Biphasic regulation of type II phosphatidylinositol-4 kinase by sphingosine: cross talk between glycero- and sphingolipids in the kidney.

Phosphatidylinositol-4 kinase (PI-4K) is responsible for the generation of phosphatidylinositol-4 phosphate (PtdIns(4)P), a bioactive signaling molecule involved in several biological functions. In this study, we show that sphingosine modulates the activity of the PI-4K isoform associated with the basolateral membranes (BLM) from kidney proximal tubules. Immunoblotting with an anti-α subunit PI-4K polyclonal antibody revealed the presence of two bands of 57 and 62kDa in the BLM. BLM-PI-4K activity retains noteworthy biochemical properties; it is adenosine-sensitive, not altered by wortmanin, and significantly inhibited by Ca(2+) at the μM range.

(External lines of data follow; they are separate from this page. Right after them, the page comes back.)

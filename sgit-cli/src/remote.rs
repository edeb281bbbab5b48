//! HTTP client for an sgit sync server.
//!
//! Every call addresses `<base>/{repo}/{action}` except the repository list,
//! which is `GET <base>/`. A 404 from pull or status means the remote has
//! nothing to offer and comes back as `Ok(None)`.

use reqwest::{StatusCode, Url};
use sgit_core::{ErrorBody, PushResponse, RemoteStatus, RepositoryList, SyncPayload};
use serde::de::DeserializeOwned;
use std::time::Duration;

/// Client-side sync failures
#[derive(Debug, thiserror::Error)]
pub enum RemoteError {
    #[error("Invalid remote URL '{0}'")]
    InvalidUrl(String),

    #[error("Failed to connect to {url}: {source}")]
    Network {
        url: String,
        #[source]
        source: reqwest::Error,
    },

    #[error("{url} returned {status}: {message}")]
    Status {
        url: String,
        status: StatusCode,
        message: String,
    },

    #[error("Unexpected response from {url}: {reason}")]
    MalformedResponse { url: String, reason: String },

    #[error("Failed to encode request: {0}")]
    Encode(#[source] serde_json::Error),
}

/// HTTP sync client bound to one server.
pub struct RemoteClient {
    base_url: Url,
    http: reqwest::Client,
}

impl RemoteClient {
    /// Create a client for `base_url` (e.g. `http://localhost:3003`).
    pub fn new(base_url: &str, timeout: Duration) -> Result<Self, RemoteError> {
        let parsed =
            Url::parse(base_url).map_err(|_| RemoteError::InvalidUrl(base_url.to_string()))?;
        if parsed.cannot_be_a_base() || !matches!(parsed.scheme(), "http" | "https") {
            return Err(RemoteError::InvalidUrl(base_url.to_string()));
        }
        let http = reqwest::Client::builder()
            .timeout(timeout)
            .build()
            .map_err(|source| RemoteError::Network {
                url: base_url.to_string(),
                source,
            })?;
        Ok(Self {
            base_url: parsed,
            http,
        })
    }

    pub fn base_url(&self) -> &Url {
        &self.base_url
    }

    /// POST /{repo}/push
    pub async fn push(&self, repo: &str, payload: &SyncPayload) -> Result<PushResponse, RemoteError> {
        let url = self.endpoint(&[repo, "push"])?;
        let body = serde_json::to_vec(payload).map_err(RemoteError::Encode)?;

        let resp = self
            .http
            .post(url.clone())
            .header(reqwest::header::CONTENT_TYPE, "application/json")
            .body(body)
            .send()
            .await
            .map_err(|source| network(&url, source))?;
        let (status, text) = read_response(&url, resp).await?;
        if !status.is_success() {
            return Err(status_error(&url, status, &text));
        }

        // Servers that answer with plain text still accepted the push
        Ok(serde_json::from_str(&text).unwrap_or(PushResponse {
            success: true,
            message: text,
            commit: None,
        }))
    }

    /// GET /{repo}/pull
    pub async fn pull(&self, repo: &str) -> Result<Option<SyncPayload>, RemoteError> {
        let url = self.endpoint(&[repo, "pull"])?;
        self.get_optional(url).await
    }

    /// GET /{repo}/status
    pub async fn status(&self, repo: &str) -> Result<Option<RemoteStatus>, RemoteError> {
        let url = self.endpoint(&[repo, "status"])?;
        self.get_optional(url).await
    }

    /// GET /
    pub async fn list_repositories(&self) -> Result<RepositoryList, RemoteError> {
        let url = self.endpoint(&[])?;
        let resp = self
            .http
            .get(url.clone())
            .send()
            .await
            .map_err(|source| network(&url, source))?;
        let (status, text) = read_response(&url, resp).await?;
        if !status.is_success() {
            return Err(status_error(&url, status, &text));
        }
        parse(&url, &text)
    }

    async fn get_optional<T: DeserializeOwned>(&self, url: Url) -> Result<Option<T>, RemoteError> {
        let resp = self
            .http
            .get(url.clone())
            .send()
            .await
            .map_err(|source| network(&url, source))?;
        let (status, text) = read_response(&url, resp).await?;
        if status == StatusCode::NOT_FOUND {
            tracing::debug!("{} has nothing: {}", url, text);
            return Ok(None);
        }
        if !status.is_success() {
            return Err(status_error(&url, status, &text));
        }
        parse(&url, &text).map(Some)
    }

    fn endpoint(&self, segments: &[&str]) -> Result<Url, RemoteError> {
        let mut url = self.base_url.clone();
        if segments.is_empty() {
            return Ok(url);
        }
        url.path_segments_mut()
            .map_err(|_| RemoteError::InvalidUrl(self.base_url.to_string()))?
            .pop_if_empty()
            .extend(segments);
        Ok(url)
    }
}

fn network(url: &Url, source: reqwest::Error) -> RemoteError {
    RemoteError::Network {
        url: url.to_string(),
        source,
    }
}

async fn read_response(
    url: &Url,
    resp: reqwest::Response,
) -> Result<(StatusCode, String), RemoteError> {
    let status = resp.status();
    let text = resp.text().await.map_err(|source| network(url, source))?;
    Ok((status, text))
}

/// Prefer the server's `{error}` message over the raw body
fn status_error(url: &Url, status: StatusCode, text: &str) -> RemoteError {
    let message = serde_json::from_str::<ErrorBody>(text)
        .map(|body| body.error)
        .unwrap_or_else(|_| text.to_string());
    RemoteError::Status {
        url: url.to_string(),
        status,
        message,
    }
}

fn parse<T: DeserializeOwned>(url: &Url, text: &str) -> Result<T, RemoteError> {
    serde_json::from_str(text).map_err(|e| RemoteError::MalformedResponse {
        url: url.to_string(),
        reason: e.to_string(),
    })
}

Together, these observations indicate the presence of a type II PI-4K. Endogenous phosphatidylinositol (PI) alone reaches PI-4K half-maximal activity, revealing that even slight modifications in PI levels at the membrane environment promote significant variations in BLM-associated-PI-4K activity. ATP-dependence assays suggested that the Mg.ATP(2-) complex is the true substrate of the enzyme and that free Mg(2+) is an essential cofactor. Another observation indicated that higher concentrations of free ATP are inhibitory. BLM-associated-PI-4K activity was ~3-fold stimulated in the presence of increasing concentration of sphingosine, while in concentrations higher than 0.4mM, in which S1P is pronouncedly formed, there was an inhibitory effect on PtdIns(4)P formation. We propose that a tightly coupled regulatory network involving phosphoinositides and sphingolipids participate in the regulation of key physiological processes in renal BLM carried out by PI-4K.